L’entraîneur et l’amour inconditionnel

Sans vouloir prendre la place du psy, le rôle de l’entraîneur lorsqu’il constate que l’escrimeur qu’il accompagne est pris dans un enjeu de ce type, surtout lorsqu’il s’agit d’un ou d’une adolescent(e), pourrait consister à le/la rassurer sur la constance de ses sentiments et de la relation qu’il entretient avec elle/lui. Le discours qu’il pourrait alors lui tenir serait de cet ordre-là :

« Tu peux être premier ou dernier, j’éprouve et j’éprouverai la même chose à ton égard, cela ne changera rien pour moi. Je ne donne pas mon affection ni ma considération en fonction des résultats et notre relation ne se mesurera jamais à l’aune du nombre de médailles que tu rapporteras. Je suis touché que tu souhaites gagner pour me rendre fier, mais je n’ai pas besoin de ça pour t’apprécier et t’estimer. »

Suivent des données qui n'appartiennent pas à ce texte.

//! LLM request/response types for Nexus.
//!
//! These types model the data shapes for chat-completion provider
//! interactions: completion requests, responses, usage tracking, and errors.

use serde::{Deserialize, Serialize};
use std::fmt;
use std::str::FromStr;

/// Role of a message in an LLM conversation.
#[derive(Debug, Clone, PartialEq, Eq, Serialize, Deserialize)]
#[serde(rename_all = "lowercase")]
pub enum MessageRole {
    System,
    User,
    Assistant,
}

impl fmt::Display for MessageRole {
    fn fmt(&self, f: &mut fmt::Formatter<'_>) -> fmt::Result {
        match self {
            MessageRole::System => write!(f, "system"),
            MessageRole::User => write!(f, "user"),
            MessageRole::Assistant => write!(f, "assistant"),
        }
    }
}

impl FromStr for MessageRole {
    type Err = String;

    fn from_str(s: &str) -> Result<Self, Self::Err> {
        match s.to_lowercase().as_str() {
            "system" => Ok(MessageRole::System),
            "user" => Ok(MessageRole::User),
            "assistant" => Ok(MessageRole::Assistant),
            other => Err(format!("invalid message role: '{other}'")),
        }
    }
}

/// A single message in an LLM conversation.
#[derive(Debug, Clone, PartialEq, Serialize, Deserialize)]
pub struct Message {
    pub role: MessageRole,
    pub content: String,
}

impl Message {
    pub fn system(content: impl Into<String>) -> Self {
        Self {
            role: MessageRole::System,
            content: content.into(),
        }
    }

    pub fn user(content: impl Into<String>) -> Self {
        Self {
            role: MessageRole::User,
            content: content.into(),
        }
    }
}

/// Request to an LLM provider for a completion.
///
/// System prompts travel as `MessageRole::System` entries in `messages`.
#[derive(Debug, Clone, Serialize, Deserialize)]
pub struct CompletionRequest {
    pub model: String,
    pub messages: Vec<Message>,
    pub max_tokens: u32,
    #[serde(skip_serializing_if = "Option::is_none")]
    pub temperature: Option<f64>,
}

/// Response from an LLM provider for a non-streaming completion.
#[derive(Debug, Clone, Serialize, Deserialize)]
pub struct CompletionResponse {
    pub id: String,
    pub content: String,
    pub model: String,
    pub stop_reason: StopReason,
    pub usage: Usage,
}

/// Reason why the LLM stopped generating.
#[derive(Debug, Clone, PartialEq, Eq, Serialize, Deserialize)]
#[serde(rename_all = "snake_case")]
pub enum StopReason {
    EndTurn,
    MaxTokens,
    StopSequence,
    ContentFilter,
}

impl fmt::Display for StopReason {
    fn fmt(&self, f: &mut fmt::Formatter<'_>) -> fmt::Result {
        match self {
            StopReason::EndTurn => write!(f, "end_turn"),
            StopReason::MaxTokens => write!(f, "max_tokens"),
            StopReason::StopSequence => write!(f, "stop_sequence"),
            StopReason::ContentFilter => write!(f, "content_filter"),
        }
    }
}

/// Token usage for a completion request/response.
#[derive(Debug, Clone, Default, Serialize, Deserialize)]
pub struct Usage {
    pub input_tokens: u32,
    pub output_tokens: u32,
}

/// Errors from LLM provider operations.
#[derive(Debug, thiserror::Error)]
pub enum LlmError {
    #[error("provider error: {message}")]
    Provider { message: String },

    #[error("deserialization error: {0}")]
    Deserialization(String),

    #[error("rate limited (retry after {retry_after_ms:?}ms)")]
    RateLimited { retry_after_ms: Option<u64> },

    #[error("provider overloaded: {0}")]
    Overloaded(String),

    #[error("request timed out after {0}s")]
    Timeout(u64),

    #[error("authentication failed")]
    AuthenticationFailed,

    #[error("context length exceeded: max {max}, requested {requested}")]
    ContextLengthExceeded { max: u32, requested: u32 },

    #[error("invalid request: {0}")]
    InvalidRequest(String),
}

impl LlmError {
    /// Whether the same request might succeed if sent again shortly.
    pub fn is_transient(&self) -> bool {
        matches!(
            self,
            LlmError::RateLimited { .. } | LlmError::Overloaded(_) | LlmError::Timeout(_)
        )
    }
}

/// Capabilities of an LLM provider.
#[derive(Debug, Clone, Serialize, Deserialize)]
pub struct ProviderCapabilities {
    /// Ceiling applied to `max_tokens` on every request.
    pub max_output_tokens: u32,
}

Il consistera également à rappeler au tireur que ses performances lui appartiennent en propre, les bonnes comme les mauvaises. On peut vouloir gagner pour ses parents, pour son entraîneur, pour son club, pour son pays, pour Dieu ; mais du point de vue existentiel, je demeure convaincu que le plus enrichissant consiste à gagner et à perdre pour son propre compte.

Ce discours s’apparente à de l’amour inconditionnel, celui qu’un parent ayant eu la chance d’en avoir bénéficié lui-même peut à son tour transmettre à ses enfants, mais rares sont finalement ceux qui ont pu profiter de ce bonheur.
Pour tous ceux qui ont été aimés sous condition (je t’aime si tu es bon à l’école/si tu optes pour des choix de vie dans la lignées des miens, si tu brilles en compétition sportive ou dans toute activité artistique ou culturelle, etc.), il est bon de dire et de rappeler le plus fréquemment possible qu’ils sont dignes de recevoir l’amour et l’affection d’autrui sans aucune contrepartie de leur part. Pas de si, pas de mais, pas de chantage affectif.
Va et sois fier(e) de toi, moi je le suis déjà.

amour inconditionnel et amour sous condition, deux options inconciliables

Image par 4144132 de Pixabay

Pour aller plus loin :

  • Une introduction à la Gestalt-thérapie à laquelle j’emprunte la métaphore de la figure et du fond dans les relations humaines.
  • L’article wikipédia déjà en lien plus haut sur la perception figure-fond.
  • L’excellent Un amour qui guérit, sous-titré l’importance de la relation en psychothérapie, d’Edmond Marc et Jenny Locatelli. Cet amour détoxifié dont nous parlent les auteurs et qui est en lien avec l’amour inconditionnel que j’évoque ci-dessus.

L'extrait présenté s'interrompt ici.